- [Task requirements]:
Restate, word for word, each record that follows.

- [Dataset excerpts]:
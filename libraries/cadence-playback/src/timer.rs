//! Progress timer
//!
//! A deadline-based periodic scheduler. It does not own a thread; whoever runs the
//! loop asks how long to wait (`time_until_due`) and whether a tick is due (`poll`).

use std::time::{Duration, Instant};

/// Periodic progress timer, armed while playing
#[derive(Debug, Clone)]
pub struct ProgressTimer {
    interval: Duration,
    deadline: Option<Instant>,
}

impl ProgressTimer {
    /// Create a disarmed timer
    ///
    /// A zero interval is bumped to 1ms so the loop never spins.
    pub fn new(interval: Duration) -> Self {
        Self {
            interval: interval.max(Duration::from_millis(1)),
            deadline: None,
        }
    }

    /// Arm (or re-arm) the timer; the first tick is one interval from `now`
    pub fn arm(&mut self, now: Instant) {
        self.deadline = Some(now + self.interval);
    }

    pub fn disarm(&mut self) {
        self.deadline = None;
    }

    pub fn is_armed(&self) -> bool {
        self.deadline.is_some()
    }

    pub fn interval(&self) -> Duration {
        self.interval
    }

    /// Time left until the next tick, `None` when disarmed
    pub fn time_until_due(&self, now: Instant) -> Option<Duration> {
        self.deadline
            .map(|deadline| deadline.saturating_duration_since(now))
    }

    /// Check whether a tick is due at `now`
    ///
    /// When it is, the deadline moves to the first interval boundary after `now`.
    /// Ticks missed while the loop was busy are dropped rather than replayed.
    pub fn poll(&mut self, now: Instant) -> bool {
        let Some(deadline) = self.deadline else {
            return false;
        };
        if now < deadline {
            return false;
        }

        let mut next = deadline + self.interval;
        while next <= now {
            next += self.interval;
        }
        self.deadline = Some(next);
        true
    }
}

impl Default for ProgressTimer {
    fn default() -> Self {
        Self::new(Duration::from_secs(1))
    }
}

#[cfg(test)]
mod tests {
    use super::*;

    #[test]
    fn disarmed_timer_never_fires() {
        let mut timer = ProgressTimer::default();
        let now = Instant::now();
        assert!(!timer.is_armed());
        assert_eq!(timer.time_until_due(now), None);
        assert!(!timer.poll(now + Duration::from_secs(10)));
    }

    #[test]
    fn fires_once_per_interval() {
        let mut timer = ProgressTimer::new(Duration::from_secs(1));
        let start = Instant::now();
        timer.arm(start);

        assert!(!timer.poll(start + Duration::from_millis(999)));
        assert!(timer.poll(start + Duration::from_secs(1)));
        assert!(!timer.poll(start + Duration::from_millis(1500)));
        assert!(timer.poll(start + Duration::from_secs(2)));
    }

    #[test]
    fn missed_ticks_are_skipped() {
        let mut timer = ProgressTimer::new(Duration::from_secs(1));
        let start = Instant::now();
        timer.arm(start);

        // Loop stalled for 5.5 seconds: one tick, then the next boundary is 6s
        assert!(timer.poll(start + Duration::from_millis(5500)));
        assert!(!timer.poll(start + Duration::from_millis(5900)));
        assert_eq!(
            timer.time_until_due(start + Duration::from_millis(5500)),
            Some(Duration::from_millis(500))
        );
    }

    #[test]
    fn rearm_restarts_the_period() {
        let mut timer = ProgressTimer::new(Duration::from_secs(1));
        let start = Instant::now();
        timer.arm(start);
        timer.arm(start + Duration::from_millis(800));

        assert!(!timer.poll(start + Duration::from_secs(1)));
        assert!(timer.poll(start + Duration::from_millis(1800)));
    }

    #[test]
    fn disarm_cancels_pending_tick() {
        let mut timer = ProgressTimer::default();
        let start = Instant::now();
        timer.arm(start);
        timer.disarm();
        assert!(!timer.poll(start + Duration::from_secs(2)));
    }

    #[test]
    fn zero_interval_is_clamped() {
        let timer = ProgressTimer::new(Duration::ZERO);
        assert_eq!(timer.interval(), Duration::from_millis(1));
    }
}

- [Answer for the task]:
filename libraries/cadence-playback/src/timer.rs
//! Progress timer
//!
//! A deadline-based periodic scheduler. It does not own a thread; whoever runs the
//! loop asks how long to wait (`time_until_due`) and whether a tick is due (`poll`).

use std::time::{Duration, Instant};

/// Periodic progress timer, armed while playing
#[derive(Debug, Clone)]
pub struct ProgressTimer {
    interval: Duration,
    deadline: Option<Instant>,
}

impl ProgressTimer {
    /// Create a disarmed timer
    ///
    /// A zero interval is bumped to 1ms so the loop never spins.
    pub fn new(interval: Duration) -> Self {
        Self {
            interval: interval.max(Duration::from_millis(1)),
            deadline: None,
        }
    }

    /// Arm (or re-arm) the timer; the first tick is one interval from `now`
    pub fn arm(&mut self, now: Instant) {
        self.deadline = Some(now + self.interval);
    }

    pub fn disarm(&mut self) {
        self.deadline = None;
    }

    pub fn is_armed(&self) -> bool {
        self.deadline.is_some()
    }

    pub fn interval(&self) -> Duration {
        self.interval
    }

    /// Time left until the next tick, `None` when disarmed
    pub fn time_until_due(&self, now: Instant) -> Option<Duration> {
        self.deadline
            .map(|deadline| deadline.saturating_duration_since(now))
    }

    /// Check whether a tick is due at `now`
    ///
    /// When it is, the deadline moves to the first interval boundary after `now`.
    /// Ticks missed while the loop was busy are dropped rather than replayed.
    pub fn poll(&mut self, now: Instant) -> bool {
        let Some(deadline) = self.deadline else {
            return false;
        };
        if now < deadline {
            return false;
        }

        let mut next = deadline + self.interval;
        while next <= now {
            next += self.interval;
        }
        self.deadline = Some(next);
        true
    }
}

impl Default for ProgressTimer {
    fn default() -> Self {
        Self::new(Duration::from_secs(1))
    }
}

#[cfg(test)]
mod tests {
    use super::*;

    #[test]
    fn disarmed_timer_never_fires() {
        let mut timer = ProgressTimer::default();
        let now = Instant::now();
        assert!(!timer.is_armed());
        assert_eq!(timer.time_until_due(now), None);
        assert!(!timer.poll(now + Duration::from_secs(10)));
    }

    #[test]
    fn fires_once_per_interval() {
        let mut timer = ProgressTimer::new(Duration::from_secs(1));
        let start = Instant::now();
        timer.arm(start);

        assert!(!timer.poll(start + Duration::from_millis(999)));
        assert!(timer.poll(start + Duration::from_secs(1)));
        assert!(!timer.poll(start + Duration::from_millis(1500)));
        assert!(timer.poll(start + Duration::from_secs(2)));
    }

    #[test]
    fn missed_ticks_are_skipped() {
        let mut timer = ProgressTimer::new(Duration::from_secs(1));
        let start = Instant::now();
        timer.arm(start);

        // Loop stalled for 5.5 seconds: one tick, then the next boundary is 6s
        assert!(timer.poll(start + Duration::from_millis(5500)));
        assert!(!timer.poll(start + Duration::from_millis(5900)));
        assert_eq!(
            timer.time_until_due(start + Duration::from_millis(5500)),
            Some(Duration::from_millis(500))
        );
    }

    #[test]
    fn rearm_restarts_the_period() {
        let mut timer = ProgressTimer::new(Duration::from_secs(1));
        let start = Instant::now();
        timer.arm(start);
        timer.arm(start + Duration::from_millis(800));

        assert!(!timer.poll(start + Duration::from_secs(1)));
        assert!(timer.poll(start + Duration::from_millis(1800)));
    }

    #[test]
    fn disarm_cancels_pending_tick() {
        let mut timer = ProgressTimer::default();
        let start = Instant::now();
        timer.arm(start);
        timer.disarm();
        assert!(!timer.poll(start + Duration::from_secs(2)));
    }

    #[test]
    fn zero_interval_is_clamped() {
        let timer = ProgressTimer::new(Duration::ZERO);
        assert_eq!(timer.interval(), Duration::from_millis(1));
    }
}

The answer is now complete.